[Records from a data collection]
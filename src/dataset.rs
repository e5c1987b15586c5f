use bytes::Bytes;

use crate::error::DatasetError;
use crate::scenario::ByteSpan;

/// File name of the bundled payload. The media type is derived from it.
const EMBEDDED_NAME: &str = "data.txt";

/// Size every target is expected to serve for the bundled payload.
pub const EMBEDDED_LEN: usize = 500;

static EMBEDDED: &[u8] = include_bytes!("../assets/data.txt");

/// The resource the target is expected to serve, byte for byte.
///
/// Cloning is cheap, the payload is reference counted and never mutated.
#[derive(Debug, Clone, PartialEq, Eq)]
pub struct ReferenceDataset {
    bytes: Bytes,
    media_type: String,
}

impl ReferenceDataset {
    /// Loads the payload compiled into the binary.
    pub fn embedded() -> Result<Self, DatasetError> {
        let media_type = mime_guess::from_path(EMBEDDED_NAME)
            .first()
            .ok_or_else(|| DatasetError::UnknownMediaType(EMBEDDED_NAME.to_string()))?;
        let dataset = ReferenceDataset::new(Bytes::from_static(EMBEDDED), media_type.essence_str())?;

        if dataset.len() != EMBEDDED_LEN as u64 {
            return Err(DatasetError::Length { expected: EMBEDDED_LEN, got: dataset.bytes.len() });
        }

        tracing::debug!(len = dataset.len(), media_type = %dataset.media_type, "loaded reference payload");
        Ok(dataset)
    }

    /// Wraps an arbitrary payload. Must not be empty.
    pub fn new(bytes: impl Into<Bytes>, media_type: impl Into<String>) -> Result<Self, DatasetError> {
        let bytes = bytes.into();
        if bytes.is_empty() {
            return Err(DatasetError::Empty);
        }
        Ok(ReferenceDataset { bytes, media_type: media_type.into() })
    }

    pub fn bytes(&self) -> &Bytes {
        &self.bytes
    }

    pub fn len(&self) -> u64 {
        self.bytes.len() as u64
    }

    pub fn is_empty(&self) -> bool {
        self.bytes.is_empty()
    }

    /// Media type without parameters, e.g. `text/plain`.
    pub fn media_type(&self) -> &str {
        &self.media_type
    }

    /// The bytes covered by `span`, clamped to the payload.
    pub fn slice(&self, span: &ByteSpan) -> Bytes {
        let len = self.bytes.len();
        let start = usize::try_from(span.start).unwrap_or(len).min(len);
        let end = usize::try_from(span.end_exclusive()).unwrap_or(len).min(len).max(start);
        self.bytes.slice(start..end)
    }
}
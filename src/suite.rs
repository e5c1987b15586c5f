use std::fmt;
use std::io::{self, Write};

use crate::dataset::ReferenceDataset;
use crate::dispatch::Dispatcher;
use crate::error::ScenarioError;
use crate::scenario::{catalog, RangeScenario};
use crate::validate::validate;

/// Result of one scenario, ready for reporting.
#[derive(Debug, Clone, PartialEq, Eq)]
pub struct ValidationOutcome {
    pub scenario: String,
    pub passed: bool,
    pub detail: Option<String>,
}

impl ValidationOutcome {
    pub fn new(scenario: &RangeScenario, result: Result<(), ScenarioError>) -> Self {
        match result {
            Ok(()) => ValidationOutcome { scenario: scenario.name.clone(), passed: true, detail: None },
            Err(e) => ValidationOutcome {
                scenario: scenario.name.clone(),
                passed: false,
                detail: Some(e.to_string()),
            },
        }
    }
}

impl fmt::Display for ValidationOutcome {
    fn fmt(&self, f: &mut fmt::Formatter<'_>) -> fmt::Result {
        if self.passed {
            return write!(f, "[PASS] {}", self.scenario);
        }
        write!(f, "[FAIL] {}", self.scenario)?;
        if let Some(detail) = &self.detail {
            write!(f, "\n       {}", detail)?;
        }
        Ok(())
    }
}

/// Outcomes of a whole run, in catalog order.
#[derive(Debug, Clone, Default, PartialEq, Eq)]
pub struct Report {
    pub outcomes: Vec<ValidationOutcome>,
}

impl Report {
    pub fn passed(&self) -> usize {
        self.outcomes.iter().filter(|o| o.passed).count()
    }

    pub fn failed(&self) -> usize {
        self.outcomes.len() - self.passed()
    }

    pub fn all_passed(&self) -> bool {
        self.failed() == 0
    }
}

/// Runs every scenario against one target, one at a time.
pub struct Suite {
    dispatcher: Dispatcher,
    dataset: ReferenceDataset,
    scenarios: Vec<RangeScenario>,
}

impl Suite {
    /// The standard catalog for `dataset`.
    pub fn new(dispatcher: Dispatcher, dataset: ReferenceDataset) -> Self {
        let scenarios = catalog(dataset.len());
        Suite::with_scenarios(dispatcher, dataset, scenarios)
    }

    pub fn with_scenarios(dispatcher: Dispatcher, dataset: ReferenceDataset, scenarios: Vec<RangeScenario>) -> Self {
        Suite { dispatcher, dataset, scenarios }
    }

    pub fn scenarios(&self) -> &[RangeScenario] {
        &self.scenarios
    }

    /// Sends the request for `scenario` and validates the answer.
    pub async fn run_scenario(&self, scenario: &RangeScenario) -> ValidationOutcome {
        let result = match self.dispatcher.send(scenario).await {
            Ok(response) => validate(scenario, &self.dataset, response).await,
            Err(e) => Err(e),
        };
        ValidationOutcome::new(scenario, result)
    }

    /// Runs the whole catalog, writing each outcome to `out` as soon as it is known.
    ///
    /// A failing scenario never stops the run. Only errors writing to `out` do.
    pub async fn run<W: Write>(&self, out: &mut W) -> io::Result<Report> {
        tracing::info!(url = %self.dispatcher.target(), scenarios = self.scenarios.len(), "starting range conformance run");

        let mut report = Report::default();
        for scenario in &self.scenarios {
            let outcome = self.run_scenario(scenario).await;
            if let Some(detail) = &outcome.detail {
                tracing::debug!(scenario = %outcome.scenario, %detail, "scenario failed");
            }

            writeln!(out, "{}", outcome)?;
            out.flush()?;
            report.outcomes.push(outcome);
        }

        tracing::info!(passed = report.passed(), failed = report.failed(), "run finished");
        Ok(report)
    }
}
use axum_extra::headers::{ContentLength, HeaderMapExt};
use bytes::Bytes;
use mime_guess::mime::Mime;
use reqwest::header::{HeaderMap, ACCEPT_RANGES, CONTENT_RANGE, CONTENT_TYPE};
use reqwest::{Response, StatusCode};

use crate::dataset::ReferenceDataset;
use crate::error::ScenarioError;
use crate::multipart::{self, PartDecoder};
use crate::scenario::{ByteSpan, Expectation, RangeScenario};

const MULTIPART_BYTERANGES: &str = "multipart/byteranges";

/// Checks `response` against `scenario`, stopping at the first mismatch.
///
/// The response, including its body, is consumed and released before this
/// returns.
pub async fn validate(
    scenario: &RangeScenario,
    dataset: &ReferenceDataset,
    response: Response,
) -> Result<(), ScenarioError> {
    expect_status(scenario.status, response.status())?;

    match &scenario.expectation {
        Expectation::ErrorStatus => Ok(()),
        Expectation::Metadata => {
            let headers = response.headers();
            expect_content_length(headers, dataset.len())?;
            expect_media_type(headers, dataset.media_type())?;
            expect_accept_ranges(headers)
        }
        Expectation::FullBody => {
            expect_content_length(response.headers(), dataset.len())?;
            expect_media_type(response.headers(), dataset.media_type())?;
            expect_body(response, dataset.bytes().clone()).await
        }
        Expectation::SingleRange(span) => {
            expect_content_length(response.headers(), span.len())?;
            expect_media_type(response.headers(), dataset.media_type())?;
            expect_content_range(response.headers(), span)?;
            expect_body(response, dataset.slice(span)).await
        }
        Expectation::MultiRange(spans) => expect_parts(response, dataset, spans).await,
    }
}

fn expect_status(expected: StatusCode, got: StatusCode) -> Result<(), ScenarioError> {
    if expected != got {
        return Err(ScenarioError::Status { expected, got });
    }
    Ok(())
}

fn expect_content_length(headers: &HeaderMap, expected: u64) -> Result<(), ScenarioError> {
    let got = headers.typed_get::<ContentLength>().map(|ContentLength(len)| len);
    if got != Some(expected) {
        return Err(ScenarioError::ContentLength { expected, got });
    }
    Ok(())
}

/// Parses `Content-Type`. A missing header is malformed, not a mismatch.
fn media_type(headers: &HeaderMap) -> Result<Mime, ScenarioError> {
    let value = headers
        .get(CONTENT_TYPE)
        .map(|value| String::from_utf8_lossy(value.as_bytes()).into_owned())
        .unwrap_or_default();

    if value.trim().is_empty() {
        return Err(ScenarioError::MalformedMediaType { value, reason: "no media type".into() });
    }

    value
        .parse::<Mime>()
        .map_err(|e| ScenarioError::MalformedMediaType { reason: e.to_string(), value })
}

fn expect_media_type(headers: &HeaderMap, expected: &str) -> Result<Mime, ScenarioError> {
    let media = media_type(headers)?;
    if !media.essence_str().eq_ignore_ascii_case(expected) {
        return Err(ScenarioError::MediaType {
            expected: expected.to_string(),
            got: media.essence_str().to_string(),
        });
    }
    Ok(media)
}

fn expect_accept_ranges(headers: &HeaderMap) -> Result<(), ScenarioError> {
    let got = header_str(headers, ACCEPT_RANGES);
    if got.as_deref() != Some("bytes") {
        return Err(ScenarioError::AcceptRanges { got });
    }
    Ok(())
}

fn expect_content_range(headers: &HeaderMap, span: &ByteSpan) -> Result<(), ScenarioError> {
    let expected = span.content_range();
    let got = header_str(headers, CONTENT_RANGE);
    if got.as_deref() != Some(expected.as_str()) {
        return Err(ScenarioError::ContentRange { expected, got });
    }
    Ok(())
}

async fn expect_body(response: Response, expected: Bytes) -> Result<(), ScenarioError> {
    let body = response.bytes().await?;
    if body.len() != expected.len() {
        return Err(ScenarioError::BodyLength { expected: expected.len(), got: body.len() });
    }
    if body != expected {
        return Err(ScenarioError::BodyMismatch);
    }
    Ok(())
}

async fn expect_parts(
    response: Response,
    dataset: &ReferenceDataset,
    spans: &[ByteSpan],
) -> Result<(), ScenarioError> {
    let media = expect_media_type(response.headers(), MULTIPART_BYTERANGES)?;
    let boundary = multipart::boundary(&media)?;

    let mut decoder = PartDecoder::new(response.bytes_stream(), boundary);
    while let Some(part) = decoder.next_part().await? {
        let number = part.number();
        let Some(span) = spans.get(number - 1) else {
            return Err(ScenarioError::ExcessParts { expected: spans.len(), got: number });
        };

        let content_type = part.content_type();
        let type_matches = content_type
            .and_then(|value| value.parse::<Mime>().ok())
            .is_some_and(|media| media.essence_str().eq_ignore_ascii_case(dataset.media_type()));
        if !type_matches {
            return Err(ScenarioError::PartContentType {
                part: number,
                expected: dataset.media_type().to_string(),
                got: content_type.map(str::to_string),
            });
        }

        let expected_range = span.content_range();
        if part.content_range() != Some(expected_range.as_str()) {
            return Err(ScenarioError::PartContentRange {
                part: number,
                expected: expected_range,
                got: part.content_range().map(str::to_string),
            });
        }

        if part.bytes().await? != dataset.slice(span) {
            return Err(ScenarioError::PartBody { part: number });
        }
    }

    if decoder.parts_seen() < spans.len() {
        return Err(ScenarioError::MissingParts { expected: spans.len(), got: decoder.parts_seen() });
    }
    Ok(())
}

fn header_str(headers: &HeaderMap, name: reqwest::header::HeaderName) -> Option<String> {
    headers.get(name).map(|value| String::from_utf8_lossy(value.as_bytes()).into_owned())
}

▶ _Activity_
Find the lines above holding the word "target" and show them.

▶ _Output_
/// Size every target is expected to serve for the bundled payload.
/// The resource the target is expected to serve, byte for byte.
/// Runs every scenario against one target, one at a time.
        tracing::info!(url = %self.dispatcher.target(), scenarios = self.scenarios.len(), "starting range conformance run");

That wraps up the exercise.